Я всмотрелся в снимок. И подумал: сравнивать ту площадь и нынешнюю не приходится. Ведь, на самом-то деле, площади сегодня нет. Кому-то, возможно, то, что называется площадью Независимости, ласкает взор стеклянными пузырями из скрытого под землей торгового ада. Но как может называться площадью безлюдная пустыня? Ведь площади создаются в городах для того, чтобы люди смогли ощутить дыхание вольного воздуха. Воздуха на нынешней площади Независимости хватает. Воли нет…

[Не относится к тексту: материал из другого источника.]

/// Current UTC time in Unix milliseconds
pub fn now_millis() -> i64 {
    chrono::Utc::now().timestamp_millis()
}

/// Random identifier for messages, notifications and crew members.
pub fn new_id() -> String {
    uuid::Uuid::new_v4().to_string()
}
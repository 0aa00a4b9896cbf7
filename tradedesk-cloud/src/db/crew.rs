use shared::entitlement::CrewMember;
use sqlx::PgExecutor;

pub struct NewCrewMember<'a> {
    pub id: &'a str,
    pub organization_id: &'a str,
    pub name: &'a str,
    pub email: Option<&'a str>,
    pub role: Option<&'a str>,
    pub now: i64,
}

pub async fn list_by_organization<'e>(
    executor: impl PgExecutor<'e>,
    organization_id: &str,
) -> Result<Vec<CrewMember>, sqlx::Error> {
    sqlx::query_as(
        "SELECT id, organization_id, name, email, role, is_active, created_at
         FROM crew_members WHERE organization_id = $1 ORDER BY created_at",
    )
    .bind(organization_id)
    .fetch_all(executor)
    .await
}

/// Members occupying a seat: only an explicit `FALSE` frees one
pub async fn count_active<'e>(
    executor: impl PgExecutor<'e>,
    organization_id: &str,
) -> Result<i64, sqlx::Error> {
    sqlx::query_scalar(
        "SELECT COUNT(*) FROM crew_members
         WHERE organization_id = $1 AND is_active IS DISTINCT FROM FALSE",
    )
    .bind(organization_id)
    .fetch_one(executor)
    .await
}

pub async fn email_exists<'e>(
    executor: impl PgExecutor<'e>,
    organization_id: &str,
    email: &str,
) -> Result<bool, sqlx::Error> {
    sqlx::query_scalar(
        "SELECT EXISTS(SELECT 1 FROM crew_members
         WHERE organization_id = $1 AND lower(email) = lower($2))",
    )
    .bind(organization_id)
    .bind(email)
    .fetch_one(executor)
    .await
}

pub async fn create<'e>(
    executor: impl PgExecutor<'e>,
    member: &NewCrewMember<'_>,
) -> Result<CrewMember, sqlx::Error> {
    sqlx::query_as(
        "INSERT INTO crew_members (id, organization_id, name, email, role, is_active, created_at)
         VALUES ($1, $2, $3, $4, $5, TRUE, $6)
         RETURNING id, organization_id, name, email, role, is_active, created_at",
    )
    .bind(member.id)
    .bind(member.organization_id)
    .bind(member.name)
    .bind(member.email)
    .bind(member.role)
    .bind(member.now)
    .fetch_one(executor)
    .await
}
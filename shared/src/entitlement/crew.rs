//! Crew roster model and active-seat counting

use serde::{Deserialize, Serialize};

use super::resolver::Entitlement;

/// Crew member as exposed by the roster endpoint
#[derive(Debug, Clone, PartialEq, Eq, Serialize, Deserialize)]
#[cfg_attr(feature = "db", derive(sqlx::FromRow))]
#[serde(rename_all = "camelCase")]
pub struct CrewMember {
    pub id: String,
    pub organization_id: String,
    pub name: String,
    pub email: Option<String>,
    pub role: Option<String>,
    /// Only an explicit `false` marks a member inactive
    pub is_active: Option<bool>,
    pub created_at: i64,
}

impl CrewMember {
    pub fn occupies_seat(&self) -> bool {
        self.is_active != Some(false)
    }
}

/// Count members that occupy a seat (not explicitly inactive)
pub fn count_active(members: &[CrewMember]) -> usize {
    members.iter().filter(|m| m.occupies_seat()).count()
}

/// Seat usage summary returned next to the entitlement
#[derive(Debug, Clone, Copy, PartialEq, Eq, Serialize, Deserialize)]
#[serde(rename_all = "camelCase")]
pub struct CrewSeats {
    pub active: usize,
    pub max: Option<u32>,
    pub can_add_more: bool,
}

impl CrewSeats {
    pub fn evaluate(entitlement: &Entitlement, active: usize) -> Self {
        Self {
            active,
            max: entitlement.max_crew_members,
            can_add_more: entitlement.can_add_more_crew(active),
        }
    }
}

#[cfg(test)]
mod tests {
    use super::*;
    use crate::entitlement::{OrganizationState, RequestingUser, resolve};

    fn member(id: &str, is_active: Option<bool>) -> CrewMember {
        CrewMember {
            id: id.to_string(),
            organization_id: "org-1".to_string(),
            name: format!("Crew {id}"),
            email: None,
            role: None,
            is_active,
            created_at: 0,
        }
    }

    #[test]
    fn unset_flag_counts_as_active() {
        let roster = vec![
            member("a", Some(true)),
            member("b", None),
            member("c", Some(false)),
        ];
        assert_eq!(count_active(&roster), 2);
    }

    #[test]
    fn starter_seats_fill_at_three() {
        let ent = resolve(
            &OrganizationState::default(),
            &RequestingUser::default(),
            chrono::Utc::now(),
        );

        let mut roster = vec![member("a", None), member("b", None)];
        let seats = CrewSeats::evaluate(&ent, count_active(&roster));
        assert_eq!(seats.max, Some(3));
        assert!(seats.can_add_more);

        roster.push(member("c", Some(true)));
        roster.push(member("d", Some(false)));
        let seats = CrewSeats::evaluate(&ent, count_active(&roster));
        assert_eq!(seats.active, 3);
        assert!(!seats.can_add_more);
    }
}
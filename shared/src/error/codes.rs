//! Unified error codes for Tradedesk
//!
//! This module defines all error codes used across the cloud server, the
//! realtime client and the frontend. Error codes are organized by category:
//! - 0xxx: General errors
//! - 1xxx: Authentication errors
//! - 2xxx: Permission errors
//! - 3xxx: Organization / billing errors
//! - 4xxx: Chat and realtime errors
//! - 5xxx: Crew errors
//! - 9xxx: System errors

use serde::{Deserialize, Serialize};
use std::fmt;

/// Unified error code enum
///
/// All error codes are represented as u16 values for efficient serialization
/// and cross-language compatibility (Rust, TypeScript, etc.)
#[derive(Debug, Clone, Copy, PartialEq, Eq, Hash, Serialize, Deserialize)]
#[serde(into = "u16", try_from = "u16")]
#[repr(u16)]
pub enum ErrorCode {
    // ==================== 0xxx: General ====================
    /// Operation completed successfully
    Success = 0,
    /// Unknown error
    Unknown = 1,
    /// Validation failed
    ValidationFailed = 2,
    /// Required field missing
    RequiredField = 7,

    // ==================== 1xxx: Auth ====================
    /// User is not authenticated
    NotAuthenticated = 1001,
    /// Token has expired
    TokenExpired = 1003,
    /// Token is invalid
    TokenInvalid = 1004,
    /// Token was issued for a different realtime realm
    TokenRealmMismatch = 1008,

    // ==================== 2xxx: Permission ====================
    /// Permission denied
    PermissionDenied = 2001,
    /// Super-admin role required
    AdminRequired = 2003,

    // ==================== 3xxx: Organization ====================
    /// Requesting user has no organization yet
    OrganizationNotSelected = 3001,
    /// Organization not found
    OrganizationNotFound = 3002,
    /// Crew seat ceiling of the current plan reached
    CrewLimitReached = 3007,
    /// Feature not available in current subscription plan
    FeatureNotAvailable = 3010,

    // ==================== 4xxx: Chat / realtime ====================
    /// Direct message recipient not found
    RecipientNotFound = 4002,
    /// Too many concurrent realtime connections for this user
    ConnectionLimitReached = 4003,
    /// Message body is empty
    MessageEmpty = 4004,

    // ==================== 5xxx: Crew ====================
    /// Crew member email already exists in this organization
    CrewEmailExists = 5002,

    // ==================== 9xxx: System ====================
    /// Internal server error
    InternalError = 9001,
    /// Database error
    DatabaseError = 9002,
    /// Network error
    NetworkError = 9003,
}

impl ErrorCode {
    /// Get the numeric code value
    #[inline]
    pub const fn code(&self) -> u16 {
        *self as u16
    }

    /// Get the developer-facing English message for this error code
    pub const fn message(&self) -> &'static str {
        match self {
            // General
            ErrorCode::Success => "Operation completed successfully",
            ErrorCode::Unknown => "An unknown error occurred",
            ErrorCode::ValidationFailed => "Validation failed",
            ErrorCode::RequiredField => "Required field is missing",

            // Auth
            ErrorCode::NotAuthenticated => "User is not authenticated",
            ErrorCode::TokenExpired => "Authentication token has expired",
            ErrorCode::TokenInvalid => "Authentication token is invalid",
            ErrorCode::TokenRealmMismatch => "Token was issued for a different realtime channel",

            // Permission
            ErrorCode::PermissionDenied => "Permission denied",
            ErrorCode::AdminRequired => "Super-admin role is required",

            // Organization
            ErrorCode::OrganizationNotSelected => "No organization selected",
            ErrorCode::OrganizationNotFound => "Organization not found",
            ErrorCode::CrewLimitReached => "Crew member limit reached for current plan",
            ErrorCode::FeatureNotAvailable => "Feature not available in current plan",

            // Chat
            ErrorCode::RecipientNotFound => "Recipient not found",
            ErrorCode::ConnectionLimitReached => "Too many realtime connections",
            ErrorCode::MessageEmpty => "Message body is empty",

            // Crew
            ErrorCode::CrewEmailExists => "Crew member email already exists",

            // System
            ErrorCode::InternalError => "Internal server error",
            ErrorCode::DatabaseError => "Database error",
            ErrorCode::NetworkError => "Network error",
        }
    }
}

impl From<ErrorCode> for u16 {
    #[inline]
    fn from(code: ErrorCode) -> Self {
        code.code()
    }
}

/// Error when converting from an invalid u16 to ErrorCode
#[derive(Debug, Clone, Copy, PartialEq, Eq)]
pub struct InvalidErrorCode(pub u16);

impl fmt::Display for InvalidErrorCode {
    fn fmt(&self, f: &mut fmt::Formatter<'_>) -> fmt::Result {
        write!(f, "invalid error code: {}", self.0)
    }
}

impl std::error::Error for InvalidErrorCode {}

impl TryFrom<u16> for ErrorCode {
    type Error = InvalidErrorCode;

    fn try_from(value: u16) -> Result<Self, Self::Error> {
        match value {
            // General
            0 => Ok(ErrorCode::Success),
            1 => Ok(ErrorCode::Unknown),
            2 => Ok(ErrorCode::ValidationFailed),
            7 => Ok(ErrorCode::RequiredField),

            // Auth
            1001 => Ok(ErrorCode::NotAuthenticated),
            1003 => Ok(ErrorCode::TokenExpired),
            1004 => Ok(ErrorCode::TokenInvalid),
            1008 => Ok(ErrorCode::TokenRealmMismatch),

            // Permission
            2001 => Ok(ErrorCode::PermissionDenied),
            2003 => Ok(ErrorCode::AdminRequired),

            // Organization
            3001 => Ok(ErrorCode::OrganizationNotSelected),
            3002 => Ok(ErrorCode::OrganizationNotFound),
            3007 => Ok(ErrorCode::CrewLimitReached),
            3010 => Ok(ErrorCode::FeatureNotAvailable),

            // Chat
            4002 => Ok(ErrorCode::RecipientNotFound),
            4003 => Ok(ErrorCode::ConnectionLimitReached),
            4004 => Ok(ErrorCode::MessageEmpty),

            // Crew
            5002 => Ok(ErrorCode::CrewEmailExists),

            // System
            9001 => Ok(ErrorCode::InternalError),
            9002 => Ok(ErrorCode::DatabaseError),
            9003 => Ok(ErrorCode::NetworkError),

            _ => Err(InvalidErrorCode(value)),
        }
    }
}

impl fmt::Display for ErrorCode {
    fn fmt(&self, f: &mut fmt::Formatter<'_>) -> fmt::Result {
        write!(f, "{}", self.code())
    }
}

#[cfg(test)]
mod tests {
    use super::*;

    #[test]
    fn test_error_code_values() {
        assert_eq!(ErrorCode::Success.code(), 0);
        assert_eq!(ErrorCode::RequiredField.code(), 7);
        assert_eq!(ErrorCode::NotAuthenticated.code(), 1001);
        assert_eq!(ErrorCode::TokenRealmMismatch.code(), 1008);
        assert_eq!(ErrorCode::AdminRequired.code(), 2003);
        assert_eq!(ErrorCode::CrewLimitReached.code(), 3007);
        assert_eq!(ErrorCode::FeatureNotAvailable.code(), 3010);
        assert_eq!(ErrorCode::RecipientNotFound.code(), 4002);
        assert_eq!(ErrorCode::CrewEmailExists.code(), 5002);
        assert_eq!(ErrorCode::InternalError.code(), 9001);
    }

    #[test]
    fn test_try_from_roundtrips_known_codes() {
        for code in [
            ErrorCode::Success,
            ErrorCode::TokenExpired,
            ErrorCode::OrganizationNotFound,
            ErrorCode::ConnectionLimitReached,
            ErrorCode::CrewEmailExists,
            ErrorCode::DatabaseError,
        ] {
            assert_eq!(ErrorCode::try_from(code.code()), Ok(code));
        }
    }

    #[test]
    fn test_try_from_unknown_code() {
        assert_eq!(ErrorCode::try_from(3), Err(InvalidErrorCode(3)));
        assert_eq!(ErrorCode::try_from(9301), Err(InvalidErrorCode(9301)));
        assert_eq!(ErrorCode::try_from(65535), Err(InvalidErrorCode(65535)));
    }

    #[test]
    fn test_serialize_as_number() {
        let json = serde_json::to_string(&ErrorCode::CrewLimitReached).unwrap();
        assert_eq!(json, "3007");
        let code: ErrorCode = serde_json::from_str("4003").unwrap();
        assert_eq!(code, ErrorCode::ConnectionLimitReached);
    }
}
//! Crew roster operations

use serde::Deserialize;
use shared::entitlement::CrewMember;
use shared::error::{AppError, ErrorCode};
use sqlx::PgPool;

use super::entitlement::OrganizationEntitlement;
use crate::auth::SessionIdentity;
use crate::db::{crew, organizations};
use crate::error::ServiceResult;

/// Refuse when `active` members already fill the plan's seats
fn ensure_seat_available(resolved: &OrganizationEntitlement, active: usize) -> Result<(), AppError> {
    if resolved.entitlement.can_add_more_crew(active) {
        return Ok(());
    }
    tracing::info!(
        organization_id = %resolved.organization.id,
        active,
        plan = %resolved.entitlement.plan,
        "Crew add refused: seat limit reached"
    );
    Err(AppError::new(ErrorCode::CrewLimitReached)
        .with_detail("plan", resolved.entitlement.plan.as_str())
        .with_detail("activeCrewCount", active)
        .with_detail("maxCrewMembers", resolved.entitlement.max_crew_members))
}

#[derive(Debug, Deserialize)]
pub struct AddCrewMember {
    pub name: String,
    #[serde(default)]
    pub email: Option<String>,
    #[serde(default)]
    pub role: Option<String>,
}

/// Add a crew member, enforcing the seat limit authoritatively.
///
/// The organization row is locked for the duration of the check so two
/// concurrent adds cannot both take the last seat.
pub async fn add_member(
    pool: &PgPool,
    identity: &SessionIdentity,
    req: AddCrewMember,
) -> ServiceResult<CrewMember> {
    let name = req.name.trim();
    if name.is_empty() {
        return Err(AppError::with_message(ErrorCode::RequiredField, "name is required").into());
    }
    let email = req
        .email
        .as_deref()
        .map(str::trim)
        .filter(|e| !e.is_empty());
    let role = req.role.as_deref().map(str::trim).filter(|r| !r.is_empty());

    let organization_id = identity.require_organization()?;
    let mut tx = pool.begin().await?;

    let organization = organizations::lock_by_id(&mut *tx, organization_id)
        .await?
        .ok_or(ErrorCode::OrganizationNotFound)?;
    let resolved = OrganizationEntitlement::evaluate(organization, identity);

    let active = crew::count_active(&mut *tx, organization_id).await? as usize;
    ensure_seat_available(&resolved, active)?;

    if let Some(email) = email
        && crew::email_exists(&mut *tx, organization_id, email).await?
    {
        return Err(ErrorCode::CrewEmailExists.into());
    }

    let id = shared::util::new_id();
    let member = crew::create(
        &mut *tx,
        &crew::NewCrewMember {
            id: &id,
            organization_id,
            name,
            email,
            role,
            now: shared::util::now_millis(),
        },
    )
    .await?;

    tx.commit().await?;

    tracing::info!(organization_id, crew_id = %member.id, "Crew member added");
    Ok(member)
}

#[cfg(test)]
mod tests {
    use super::*;
    use crate::db::organizations::Organization;

    fn resolved(plan: &str) -> OrganizationEntitlement {
        let organization = Organization {
            id: "org-a".into(),
            name: "Acme Plumbing".into(),
            plan: Some(plan.into()),
            subscription_status: Some("active".into()),
            trial_ends_at: None,
            plan_override: None,
            billing_override: None,
            created_at: 0,
        };
        let identity = SessionIdentity {
            user_id: "u-1".into(),
            organization_id: Some("org-a".into()),
            display_name: "Owner".into(),
            is_super_admin: false,
        };
        OrganizationEntitlement::evaluate(organization, &identity)
    }

    #[test]
    fn starter_refuses_fourth_member() {
        let err = ensure_seat_available(&resolved("starter"), 3).unwrap_err();
        assert_eq!(err.code, ErrorCode::CrewLimitReached);
        let details = err.details.unwrap();
        assert_eq!(details["plan"], "starter");
        assert_eq!(details["activeCrewCount"], 3);
        assert_eq!(details["maxCrewMembers"], 3);
    }

    #[test]
    fn starter_accepts_third_member() {
        assert!(ensure_seat_available(&resolved("starter"), 2).is_ok());
    }

    #[test]
    fn business_has_no_seat_ceiling() {
        assert!(ensure_seat_available(&resolved("business"), 500).is_ok());
    }
}
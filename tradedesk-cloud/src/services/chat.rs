//! Chat message posting: persist, then fan out over the relay

use shared::error::{AppError, ErrorCode};
use shared::realtime::{ChatMessage, DirectMessage, ServerFrame};

use super::entitlement;
use crate::auth::SessionIdentity;
use crate::db::{chat_messages, users};
use crate::error::ServiceResult;
use crate::relay::{ChannelKey, Scope};
use crate::state::AppState;

pub const MAX_BODY_CHARS: usize = 4000;

/// A persisted message and the number of live connections it reached
pub struct Delivered<T> {
    pub message: T,
    pub delivered: usize,
}

fn validate_body(body: &str) -> Result<String, AppError> {
    let body = body.trim();
    if body.is_empty() {
        return Err(AppError::new(ErrorCode::MessageEmpty));
    }
    if body.chars().count() > MAX_BODY_CHARS {
        return Err(AppError::validation(format!(
            "message exceeds {MAX_BODY_CHARS} characters"
        )));
    }
    Ok(body.to_string())
}

pub async fn post_channel_message(
    state: &AppState,
    identity: &SessionIdentity,
    channel_id: &str,
    body: &str,
) -> ServiceResult<Delivered<ChatMessage>> {
    let body = validate_body(body)?;
    let resolved = entitlement::load(&state.pool, identity).await?;
    resolved.require_chat()?;

    let message = ChatMessage {
        id: shared::util::new_id(),
        organization_id: resolved.organization.id.clone(),
        channel_id: channel_id.to_string(),
        sender_id: identity.user_id.clone(),
        sender_name: identity.display_name.clone(),
        body,
        created_at: shared::util::now_millis(),
    };
    chat_messages::insert_channel_message(&state.pool, &message).await?;

    let scope = Scope::Channel(ChannelKey::new(
        message.organization_id.clone(),
        message.channel_id.clone(),
    ));
    let delivered = state
        .relay
        .broadcast(&scope, &ServerFrame::NewMessage(message.clone()), None);

    tracing::debug!(
        channel_id,
        delivered,
        "Channel message relayed"
    );
    Ok(Delivered { message, delivered })
}

pub async fn send_direct_message(
    state: &AppState,
    identity: &SessionIdentity,
    recipient_id: &str,
    body: &str,
) -> ServiceResult<Delivered<DirectMessage>> {
    let body = validate_body(body)?;
    let resolved = entitlement::load(&state.pool, identity).await?;
    resolved.require_chat()?;

    let organization_id = resolved.organization.id;
    users::find_in_organization(&state.pool, &organization_id, recipient_id)
        .await?
        .ok_or(ErrorCode::RecipientNotFound)?;

    let message = DirectMessage {
        id: shared::util::new_id(),
        organization_id: organization_id.clone(),
        sender_id: identity.user_id.clone(),
        sender_name: identity.display_name.clone(),
        recipient_id: recipient_id.to_string(),
        body,
        created_at: shared::util::now_millis(),
    };
    chat_messages::insert_direct_message(&state.pool, &message).await?;

    let scope = Scope::DirectPair {
        organization_id,
        first: message.sender_id.clone(),
        second: message.recipient_id.clone(),
    };
    let delivered = state
        .relay
        .broadcast(&scope, &ServerFrame::NewDm(message.clone()), None);

    Ok(Delivered { message, delivered })
}
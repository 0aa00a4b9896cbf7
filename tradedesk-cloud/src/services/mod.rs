//! Business operations shared by the HTTP handlers

pub mod chat;
pub mod crew;
pub mod entitlement;
//! Relay token issuance
//!
//! POST /api/realtime/chat/token
//! POST /api/realtime/notifications/token

use axum::extract::State;
use axum::{Extension, Json};
use shared::error::AppError;
use shared::realtime::Realm;

use crate::auth::SessionIdentity;
use crate::auth::relay_token::{self, IssuedToken};
use crate::error::ServiceError;
use crate::state::AppState;

type ApiResult<T> = Result<Json<T>, AppError>;

/// POST /api/realtime/chat/token
pub async fn issue_chat_token(
    State(state): State<AppState>,
    Extension(identity): Extension<SessionIdentity>,
) -> ApiResult<IssuedToken> {
    identity.require_organization()?;
    issue(&state, &identity, Realm::Chat)
}

/// POST /api/realtime/notifications/token (super-admin only)
pub async fn issue_notifications_token(
    State(state): State<AppState>,
    Extension(identity): Extension<SessionIdentity>,
) -> ApiResult<IssuedToken> {
    identity.require_super_admin()?;
    issue(&state, &identity, Realm::Notifications)
}

fn issue(state: &AppState, identity: &SessionIdentity, realm: Realm) -> ApiResult<IssuedToken> {
    let issued = relay_token::issue(
        identity,
        realm,
        &state.jwt_secret,
        state.relay_settings.token_ttl,
    )
    .map_err(ServiceError::from)?;

    tracing::debug!(user_id = %identity.user_id, realm = %realm, "Relay token issued");
    Ok(Json(issued))
}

В 50-х, когда и был сделан упомянутый снимок, как ни странно, площадь была, хотя ее отчасти сжимали еще дореволюционные, уцелевшие во время войны, здания, а посередине стоял многоэтажный, так называемый, «дом Костровицкой». На фото видна его часть. Но большинство комментариев как раз о том доме и о знаменитом в те времена гастрономе на первом этаже. Не о пальме — отголоске южных курортов, где очень любила отдыхать советская знать, разбавленная передовиками производства. А именно о доме. Будто люди неожиданно встретились с давним знакомым. И о площади.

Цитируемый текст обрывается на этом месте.